2.2. Pelo exposto, facilmente se constata que a decisão de primeira instância, na parte em que recusou a aplicação da norma em causa por inconstitucionalidade, transitou.
Parece-nos, óbvio, pois, que não integrando tal matéria o objecto do recurso interposto pela arguida para o Tribunal da Relação, este Tribunal não recusou, nem podia sequer recusar, a aplicação dessa mesma norma.
Aliás, a Relação – e bem – nunca se refere à questão do montante mínimo da coima poder ser de 15 000 euros.
2.3. Assim, não tendo a decisão recorrida recusado a aplicação com fundamento em inconstitucionalidade da norma do nº 3 do artigo 9º do Decreto-lei nº 156/2005, falta um dos requisitos de admissibilidade do recurso interposto ao abrigo da alínea a) do nº 1 do artigo 70º da LTC, não devendo, consequentemente, dele conhecer-se.
2.4. Diremos, por último, que apenas a arguida poderia ter interposto recurso do Acórdão da Relação para este Tribunal Constitucional. Esse teria de ser um recurso interposto ao abrigo da alínea b) do nº 1 do artigo 70ª da LTC, em que o seu objecto fosse constituído, não pela norma do nº 3 do artigo 9º mas por aquela efectivamente aplicada, em que se fundou a sua condenação e cuja inconstitucionalidade ele suscitara na motivação do recurso para a Relação, como já anteriormente vimos.” (fls. 220 e 221)
4. Devidamente notificada para o efeito, a recorrida deixou expirar o prazo legal, sem que viesse aos autos apresentar qualquer resposta.
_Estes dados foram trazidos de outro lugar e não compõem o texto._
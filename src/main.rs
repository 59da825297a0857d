//! # Media Batch - Main Entry Point
//!
//! Questo è il punto di ingresso principale dell'applicazione.
//!
//! ## Responsabilità:
//! - Parsing degli argomenti della command line con `clap`
//! - Inizializzazione del sistema di logging con `tracing` (su stderr)
//! - Caricamento della configurazione da file e override da CLI
//! - Avvio della pipeline, visualizzazione del progresso ed export del risultato
//!
//! ## Flusso di esecuzione:
//! 1. Parsa gli argomenti CLI (input, quality, workers, prefix, etc.)
//! 2. Configura il logging (INFO o DEBUG a seconda del flag verbose, `RUST_LOG` se presente)
//! 3. Carica la configurazione e applica gli override
//! 4. Legge i file in input e li passa all'intake
//! 5. Esegue il run con il transform engine di default (Ctrl-C cancella)
//! 6. Esporta il payload nella directory di output e rilascia tutte le risorse
//!
//! ## Esempio di utilizzo:
//! ```bash
//! media-batch photos/ extra.png --quality 70 --workers 4 --output out/ --verbose
//! ```

use anyhow::Result;
use clap::Parser;
use std::path::PathBuf;
use std::sync::Arc;
use tokio::sync::broadcast::error::RecvError;
use tracing::{info, warn};
use tracing_subscriber::EnvFilter;

use media_batch_pipeline::file_manager::FileManager;
use media_batch_pipeline::progress::ProgressManager;
use media_batch_pipeline::{
    Config, DirectorySink, ImageReencoder, MediaClass, Pipeline, PipelineError, PipelineEvent,
    RunOptions,
};

#[derive(Parser)]
#[command(name = "media-batch")]
#[command(about = "Transform a batch of media files and export them as one download")]
struct Args {
    /// Files or directories to transform
    #[arg(required = true)]
    inputs: Vec<PathBuf>,

    /// JPEG quality (1-100)
    #[arg(short, long)]
    quality: Option<u8>,

    /// Number of transforms in flight at once
    #[arg(short, long)]
    workers: Option<usize>,

    /// Prefix of exported file names
    #[arg(long)]
    prefix: Option<String>,

    /// Prefix of the archive name
    #[arg(long)]
    tool_name: Option<String>,

    /// Accepted file class (image, video, audio, pdf, any)
    #[arg(long)]
    accept: Option<MediaClass>,

    /// Downscale images so neither side exceeds this many pixels
    #[arg(long)]
    max_dimension: Option<u32>,

    /// Output directory for the exported payload
    #[arg(short, long)]
    output: Option<PathBuf>,

    /// Cancel the run after this many seconds
    #[arg(long)]
    deadline: Option<u64>,

    /// Output progress and status as JSON lines for programmatic use
    #[arg(long)]
    json: bool,

    /// Dry run - transform but don't write the export
    #[arg(long)]
    dry_run: bool,

    /// Config file (default: ~/.media-batch/config.json)
    #[arg(long)]
    config: Option<PathBuf>,

    /// Verbose logging
    #[arg(short, long)]
    verbose: bool,
}

impl Args {
    fn apply(self, mut config: Config) -> (Config, Vec<PathBuf>) {
        if let Some(quality) = self.quality {
            config.jpeg_quality = quality;
        }
        if let Some(workers) = self.workers {
            config.max_concurrency = workers;
        }
        if let Some(prefix) = self.prefix {
            config.output_prefix = prefix;
        }
        if let Some(tool_name) = self.tool_name {
            config.tool_name = tool_name;
        }
        if let Some(accept) = self.accept {
            config.accepted_class = accept;
        }
        if self.max_dimension.is_some() {
            config.max_dimension = self.max_dimension;
        }
        if self.output.is_some() {
            config.output_path = self.output;
        }
        if self.deadline.is_some() {
            config.deadline_secs = self.deadline;
        }
        config.json_output |= self.json;
        config.dry_run |= self.dry_run;
        (config, self.inputs)
    }
}

#[tokio::main]
async fn main() -> Result<()> {
    let args = Args::parse();

    // Initialize logging; stdout resta libero per l'output JSON
    let default_level = if args.verbose { "debug" } else { "info" };
    let filter = EnvFilter::try_from_default_env().unwrap_or_else(|_| EnvFilter::new(default_level));
    let subscriber = tracing_subscriber::fmt()
        .with_env_filter(filter)
        .with_writer(std::io::stderr)
        .finish();

    tracing::subscriber::set_global_default(subscriber)?;

    let config_path = args.config.clone().or_else(Config::default_path);
    let file_config = match config_path {
        Some(ref path) => Config::from_file(path).await?,
        None => Config::default(),
    };
    let (config, inputs) = args.apply(file_config);
    config.validate()?;

    let spinner = (!config.json_output).then(|| ProgressManager::spinner("Reading input files..."));
    let candidates = FileManager::collect_candidates(&inputs).await?;
    if let Some(spinner) = spinner {
        spinner.finish_and_clear();
    }

    let pipeline = Pipeline::new(config.clone())?;
    let printer = {
        let mut events = pipeline.subscribe();
        let json_output = config.json_output;
        let progress = (!json_output).then(ProgressManager::new);
        tokio::spawn(async move {
            loop {
                let event = match events.recv().await {
                    Ok(PipelineEvent::Reset) | Err(RecvError::Closed) => break,
                    Ok(event) => event,
                    Err(RecvError::Lagged(skipped)) => {
                        warn!("Display fell behind, {} events skipped", skipped);
                        continue;
                    }
                };
                match &progress {
                    Some(progress) => progress.handle_event(&event),
                    None => event.emit(),
                }
            }
        })
    };

    let report = pipeline.add_files(candidates)?;
    if report.added.is_empty() {
        pipeline.shutdown();
        let _ = printer.await;
        return Err(anyhow::anyhow!("No acceptable {} files in the given inputs", config.accepted_class));
    }

    {
        let pipeline = pipeline.clone();
        tokio::spawn(async move {
            if tokio::signal::ctrl_c().await.is_ok() {
                warn!("Interrupted, cancelling pending transforms");
                pipeline.cancel();
            }
        });
    }

    let outcome = run_and_export(&pipeline, &config).await;
    pipeline.shutdown();
    let _ = printer.await;

    outcome
}

async fn run_and_export(pipeline: &Pipeline, config: &Config) -> Result<()> {
    let summary = pipeline
        .run(Arc::new(ImageReencoder::new()), RunOptions::from(config))
        .await?;

    if config.dry_run {
        info!("Dry run: {} outputs not exported", summary.succeeded);
        return Ok(());
    }

    let dir = config.output_path.clone().unwrap_or_else(|| PathBuf::from("."));
    let sink = DirectorySink::new(dir);
    match pipeline.export_to(&sink).await {
        Ok(path) => {
            info!("Exported {}", path.display());
            Ok(())
        }
        Err(PipelineError::NothingToExport) => {
            warn!("No file was transformed successfully, nothing to export");
            Ok(())
        }
        Err(e) => Err(e.into()),
    }
}
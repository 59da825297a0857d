//! # Transform Engine Module
//!
//! Questo modulo definisce il punto di estensione della pipeline: il transform engine
//! che trasforma i byte di un singolo file.
//!
//! ## Responsabilità:
//! - Trait `TransformEngine`, indipendente da qualsiasi codec specifico
//! - Adattatore `from_fn` per usare una closure come engine
//! - `ImageReencoder`: engine di default basato sul crate `image`
//!
//! ## ImageReencoder:
//! | Formato | Azione |
//! |---------|--------|
//! | JPEG    | Ricodifica con qualità configurabile |
//! | PNG     | Ricodifica con compressione massima |
//! | Altri   | `TransformError::UnsupportedFormat` |
//!
//! - Ridimensiona (Lanczos3) se supera `max_dimension`
//! - Se la ricodifica non riduce la dimensione, restituisce i byte originali
//! - Il lavoro CPU-bound gira su `spawn_blocking`, mai sul thread del runtime
//!
//! ## Esempio:
//! ```rust,ignore
//! let halve = from_fn("halve", |input, _options, progress| async move {
//!     progress.report(50.0);
//!     Ok(TransformOutput::new(input.slice(..input.len() / 2)))
//! });
//! ```

use bytes::Bytes;
use futures::future::BoxFuture;
use image::codecs::jpeg::JpegEncoder;
use image::codecs::png::{CompressionType, FilterType as PngFilter, PngEncoder};
use image::imageops::FilterType;
use image::{ColorType, DynamicImage, GenericImageView, ImageEncoder, ImageFormat};
use serde::{Deserialize, Serialize};
use std::future::Future;
use tracing::debug;

use crate::error::TransformError;
use crate::orchestrator::ProgressSink;

/// Options handed to the engine for one item
#[derive(Debug, Clone, PartialEq, Serialize, Deserialize)]
pub struct TransformOptions {
    /// Lossy quality (1-100)
    pub quality: u8,
    /// Downscale so that neither side exceeds this many pixels
    pub max_dimension: Option<u32>,
}

impl Default for TransformOptions {
    fn default() -> Self {
        Self {
            quality: 80,
            max_dimension: None,
        }
    }
}

/// Engine-reported details about an output
#[derive(Debug, Clone, Default, PartialEq, Serialize, Deserialize)]
pub struct TransformMetrics {
    pub output_format: Option<String>,
    /// Filled in by the orchestrator
    pub elapsed_ms: u64,
    /// False when the engine handed back the original bytes
    pub reencoded: bool,
}

#[derive(Debug, Clone)]
pub struct TransformOutput {
    pub bytes: Bytes,
    pub metrics: TransformMetrics,
}

impl TransformOutput {
    pub fn new(bytes: Bytes) -> Self {
        Self {
            bytes,
            metrics: TransformMetrics {
                reencoded: true,
                ..Default::default()
            },
        }
    }

    pub fn with_format(mut self, format: impl Into<String>) -> Self {
        self.metrics.output_format = Some(format.into());
        self
    }
}

/// Pluggable per-item transform
///
/// `progress` only reaches the pipeline while the item is in flight; clones
/// kept past the returned future report nowhere.
pub trait TransformEngine: Send + Sync {
    fn name(&self) -> &str;

    fn transform(
        &self,
        input: Bytes,
        options: TransformOptions,
        progress: ProgressSink,
    ) -> BoxFuture<'static, Result<TransformOutput, TransformError>>;
}

/// Engine backed by a closure
pub struct FnTransform<F> {
    name: String,
    f: F,
}

/// Wrap `f(input, options, progress)` as a `TransformEngine`
pub fn from_fn<F, Fut>(name: impl Into<String>, f: F) -> FnTransform<F>
where
    F: Fn(Bytes, TransformOptions, ProgressSink) -> Fut + Send + Sync,
    Fut: Future<Output = Result<TransformOutput, TransformError>> + Send + 'static,
{
    FnTransform { name: name.into(), f }
}

impl<F, Fut> TransformEngine for FnTransform<F>
where
    F: Fn(Bytes, TransformOptions, ProgressSink) -> Fut + Send + Sync,
    Fut: Future<Output = Result<TransformOutput, TransformError>> + Send + 'static,
{
    fn name(&self) -> &str {
        &self.name
    }

    fn transform(
        &self,
        input: Bytes,
        options: TransformOptions,
        progress: ProgressSink,
    ) -> BoxFuture<'static, Result<TransformOutput, TransformError>> {
        Box::pin((self.f)(input, options, progress))
    }
}

/// Default engine: re-encodes JPEG and PNG images with the `image` crate
#[derive(Debug, Default, Clone)]
pub struct ImageReencoder;

impl ImageReencoder {
    pub fn new() -> Self {
        Self
    }

    fn reencode(input: &[u8], options: &TransformOptions, progress: &ProgressSink) -> Result<TransformOutput, TransformError> {
        let format = image::guess_format(input)?;
        if !matches!(format, ImageFormat::Jpeg | ImageFormat::Png) {
            return Err(TransformError::UnsupportedFormat(format!("{:?}", format)));
        }

        let mut img = image::load_from_memory_with_format(input, format)?;
        progress.report(40.0);

        if let Some(max) = options.max_dimension {
            let (width, height) = img.dimensions();
            if width > max || height > max {
                debug!("Downscaling {}x{} to fit {}", width, height, max);
                img = img.resize(max, max, FilterType::Lanczos3);
            }
        }
        progress.report(60.0);

        let (encoded, label) = match format {
            ImageFormat::Jpeg => (Self::encode_jpeg(&img, options.quality)?, "jpeg"),
            _ => (Self::encode_png(&img)?, "png"),
        };
        progress.report(90.0);

        if encoded.len() >= input.len() {
            debug!("Re-encoding did not shrink ({} >= {} bytes), keeping original", encoded.len(), input.len());
            let mut output = TransformOutput::new(Bytes::copy_from_slice(input)).with_format(label);
            output.metrics.reencoded = false;
            return Ok(output);
        }

        Ok(TransformOutput::new(Bytes::from(encoded)).with_format(label))
    }

    fn encode_jpeg(img: &DynamicImage, quality: u8) -> Result<Vec<u8>, TransformError> {
        let rgb = img.to_rgb8();
        let mut buffer = Vec::new();
        let mut encoder = JpegEncoder::new_with_quality(&mut buffer, quality.clamp(1, 100));
        encoder.encode(rgb.as_raw(), rgb.width(), rgb.height(), ColorType::Rgb8)?;
        Ok(buffer)
    }

    fn encode_png(img: &DynamicImage) -> Result<Vec<u8>, TransformError> {
        let rgba = img.to_rgba8();
        let mut buffer = Vec::new();
        let encoder = PngEncoder::new_with_quality(&mut buffer, CompressionType::Best, PngFilter::Adaptive);
        encoder.write_image(rgba.as_raw(), rgba.width(), rgba.height(), ColorType::Rgba8)?;
        Ok(buffer)
    }
}

impl TransformEngine for ImageReencoder {
    fn name(&self) -> &str {
        "image-reencoder"
    }

    fn transform(
        &self,
        input: Bytes,
        options: TransformOptions,
        progress: ProgressSink,
    ) -> BoxFuture<'static, Result<TransformOutput, TransformError>> {
        Box::pin(async move {
            progress.report(5.0);
            tokio::task::spawn_blocking(move || Self::reencode(&input, &options, &progress))
                .await
                .map_err(|e| TransformError::Panicked(e.to_string()))?
        })
    }
}

#[cfg(test)]
mod tests {
    use super::*;
    use image::{ImageOutputFormat, RgbImage};
    use std::io::Cursor;

    fn gradient(width: u32, height: u32, format: ImageOutputFormat) -> Bytes {
        let img = RgbImage::from_fn(width, height, |x, y| image::Rgb([(x % 256) as u8, (y % 256) as u8, 128]));
        let mut buffer = Cursor::new(Vec::new());
        DynamicImage::ImageRgb8(img).write_to(&mut buffer, format).unwrap();
        Bytes::from(buffer.into_inner())
    }

    #[tokio::test]
    async fn test_reencoder_shrinks_high_quality_jpeg() {
        let input = gradient(64, 64, ImageOutputFormat::Jpeg(100));
        let options = TransformOptions { quality: 30, max_dimension: None };

        let output = ImageReencoder::new()
            .transform(input.clone(), options, ProgressSink::detached())
            .await
            .unwrap();

        assert!(output.bytes.len() < input.len());
        assert!(output.metrics.reencoded);
        assert_eq!(output.metrics.output_format.as_deref(), Some("jpeg"));
    }

    #[tokio::test]
    async fn test_reencoder_downscales() {
        let input = gradient(128, 64, ImageOutputFormat::Jpeg(100));
        let options = TransformOptions { quality: 80, max_dimension: Some(32) };

        let output = ImageReencoder::new()
            .transform(input, options, ProgressSink::detached())
            .await
            .unwrap();

        let decoded = image::load_from_memory(&output.bytes).unwrap();
        assert_eq!(decoded.dimensions(), (32, 16));
    }

    #[tokio::test]
    async fn test_reencoder_rejects_garbage() {
        let err = ImageReencoder::new()
            .transform(Bytes::from_static(b"not an image"), TransformOptions::default(), ProgressSink::detached())
            .await
            .unwrap_err();
        assert!(matches!(err, TransformError::UnsupportedFormat(_) | TransformError::Other(_)));
    }

    #[test]
    fn test_from_fn_engine() {
        let engine = from_fn("halve", |input: Bytes, _options, _progress| async move {
            Ok(TransformOutput::new(input.slice(..input.len() / 2)))
        });
        let output = tokio_test::block_on(engine.transform(
            Bytes::from(vec![0u8; 10]),
            TransformOptions::default(),
            ProgressSink::detached(),
        ))
        .unwrap();
        assert_eq!(engine.name(), "halve");
        assert_eq!(output.bytes.len(), 5);
    }
}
Assim sendo, cumpre apreciar e decidir.
II – Fundamentação
5. Antes de mais, importa averiguar se o objecto do presente recurso pode ser conhecido.
Conforme, aliás, notado pelo próprio Procurador-Geral Adjunto a exercer funções junto do Tribunal Constitucional, o presente recurso vem interposto ao abrigo da alínea a) do artigo 70º, nº 1 da LTC de acórdão proferido pelo Tribunal da Relação do Porto. Ora, verifica-se que aquele acórdão não desaplicou qualquer norma extraída do n.º 3 do artigo 9º do Decreto-Lei n.º 156/2005.
Assim sendo, não está preenchido o pressuposto de admissibilidade do presente recurso.
III – Decisão
Pelos fundamentos expostos, decide-se não conhecer do objecto do presente recurso.
Sem custas, por não serem legalmente devidas.
Lisboa, 2 de Março de 2011.- Ana Maria Guerra Martins – Vítor Gomes – Carlos Fernandes Cadilha – Maria Lúcia Amaral – Gil Galvão.